Booth Id:
BMED071
Category:
Biomedical and Health Sciences
Year:
2024
Finalist Names:
Yang, Kyle (School: Carmel High School)
Abstract:
Lung Cancer as of the current day is one of the deadliest cancers around the globe due to its high incidence and mortality rates. Identifying factors aiding researchers in developing treatments for Lung Cancer Patients is the purpose of my project. I selected 55 highly expressed lung cancer candidate genes by analyzing the TCGA lung cancer dataset. Three prime untranslated region sequences, or three prime UTR, coding sequences, miRNAs target regions, and superfamilies were all studied using a variety of bioinformatics tools and databases. Nine genes were highly conserved between Humans, Mice, and Groundhogs, according to the results of my sequence alignment results provided by MUSCLE V5. I then checked the Tarbase Database to see if any miRNAs target these nine genes.
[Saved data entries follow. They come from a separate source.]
// SPDX-License-Identifier: MIT
// SPDX-FileCopyrightText: 2025 Jonathan D. A. Jewell <hyperpolymath>

//! Frequency based keywords and extractive summaries

use serde::{Deserialize, Serialize};
use std::collections::{HashMap, HashSet};

use crate::config::AnalysisConfig;

/// Keywords and summary for one text
#[derive(Debug, Clone, Default, PartialEq, Eq, Serialize, Deserialize)]
pub struct TextAnalysis {
    /// Most frequent tokens, highest count first
    pub keywords: Vec<String>,
    pub summary: String,
}

#[derive(Debug, Clone)]
pub struct KeywordSummarizer {
    keyword_count: usize,
    summary_sentences: usize,
    min_token_length: usize,
    stopwords: HashSet<String>,
}

impl KeywordSummarizer {
    pub fn new(config: &AnalysisConfig) -> Self {
        Self {
            keyword_count: config.keyword_count,
            summary_sentences: config.summary_sentences.max(1),
            min_token_length: config.min_token_length,
            stopwords: config.stopwords.iter().map(|w| w.to_lowercase()).collect(),
        }
    }

    pub fn analyze(&self, text: &str) -> TextAnalysis {
        if text.trim().is_empty() {
            return TextAnalysis::default();
        }

        let frequencies = self.frequencies(text);
        TextAnalysis {
            keywords: self.top_keywords(&frequencies),
            summary: self.summarize(text, &frequencies),
        }
    }

    /// Lowercased tokens with stopwords and short tokens removed
    pub fn tokens(&self, text: &str) -> Vec<String> {
        let normalized: String = text
            .chars()
            .map(|c| if c.is_alphanumeric() || c == '_' { c } else { ' ' })
            .collect::<String>()
            .to_lowercase();

        normalized
            .split_whitespace()
            .map(str::to_string)
            .filter(|t| t.chars().count() >= self.min_token_length && !self.stopwords.contains(t))
            .collect()
    }

    fn frequencies(&self, text: &str) -> HashMap<String, usize> {
        let mut counts = HashMap::new();
        for token in self.tokens(text) {
            *counts.entry(token).or_insert(0) += 1;
        }
        counts
    }

    /// Count descending, ties broken by token ascending
    fn top_keywords(&self, frequencies: &HashMap<String, usize>) -> Vec<String> {
        let mut ranked: Vec<(&String, &usize)> = frequencies.iter().collect();
        ranked.sort_by(|a, b| b.1.cmp(a.1).then_with(|| a.0.cmp(b.0)));
        ranked
            .into_iter()
            .take(self.keyword_count)
            .map(|(token, _)| token.clone())
            .collect()
    }

    /// Highest scoring sentences, kept in source order
    fn summarize(&self, text: &str, frequencies: &HashMap<String, usize>) -> String {
        let sentences = split_sentences(text);
        if sentences.len() < 2 || sentences.len() <= self.summary_sentences {
            return sentences.join(" ");
        }

        let mut scored: Vec<(usize, usize)> = sentences
            .iter()
            .enumerate()
            .map(|(i, s)| {
                let score = self.tokens(s).iter().map(|t| frequencies.get(t).copied().unwrap_or(0)).sum::<usize>();
                (i, score)
            })
            .collect();

        // Stable sort keeps earlier sentences ahead on equal scores
        scored.sort_by(|a, b| b.1.cmp(&a.1));

        let mut chosen: Vec<usize> = scored
            .into_iter()
            .take(self.summary_sentences)
            .map(|(i, _)| i)
            .collect();
        chosen.sort_unstable();

        chosen
            .into_iter()
            .map(|i| sentences[i].as_str())
            .collect::<Vec<_>>()
            .join(" ")
    }
}

impl Default for KeywordSummarizer {
    fn default() -> Self {
        Self::new(&AnalysisConfig::default())
    }
}

/// Split on `.`, `!` or `?` followed by whitespace or the end of text.
///
/// Whitespace is collapsed first; terminators stay with their sentence.
pub fn split_sentences(text: &str) -> Vec<String> {
    let collapsed = text.split_whitespace().collect::<Vec<_>>().join(" ");
    let chars: Vec<char> = collapsed.chars().collect();

    let mut sentences = Vec::new();
    let mut current = String::new();
    for (i, &c) in chars.iter().enumerate() {
        current.push(c);
        let is_terminator = matches!(c, '.' | '!' | '?');
        let at_boundary = chars.get(i + 1).map_or(true, |next| next.is_whitespace());
        if is_terminator && at_boundary {
            let sentence = current.trim();
            if !sentence.is_empty() {
                sentences.push(sentence.to_string());
            }
            current.clear();
        }
    }

    let rest = current.trim();
    if !rest.is_empty() {
        sentences.push(rest.to_string());
    }
    sentences
}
I found that only ITM2B, CD74, and SFTPB had miRNA target information available in the database. To check if the genes were targeted by miRNAs in their coding regions, I used Diana-MicroT to identify specific Coding Sequences (CDS) targeted by miRNAs. There were four CDS targeting miRNAs, hsa-miR-33a-3p, hsa-miR-409-3p, hsa-miR-545-5p, and hsa-miR-2110. Analyzing the data from the UCSC Genome Browser, I conclude that the targeting sites by hsa-miR-2110 for CD74 are not as specific as ITM2B targeting sites by other miRNAs. Furthermore, the two CDS targeting miRNA, hsa-miR-33a-3p, and hsa-miR-409-3p have similar amino acid binding patterns. Through Uniprot ID-Mapping and NCBI CD-Search, I was able to obtain many common superfamilies between these genes targeted by miRNAs. My research provides clues for identified candidate biomarkers through their CDS regions targeted by miRNAs.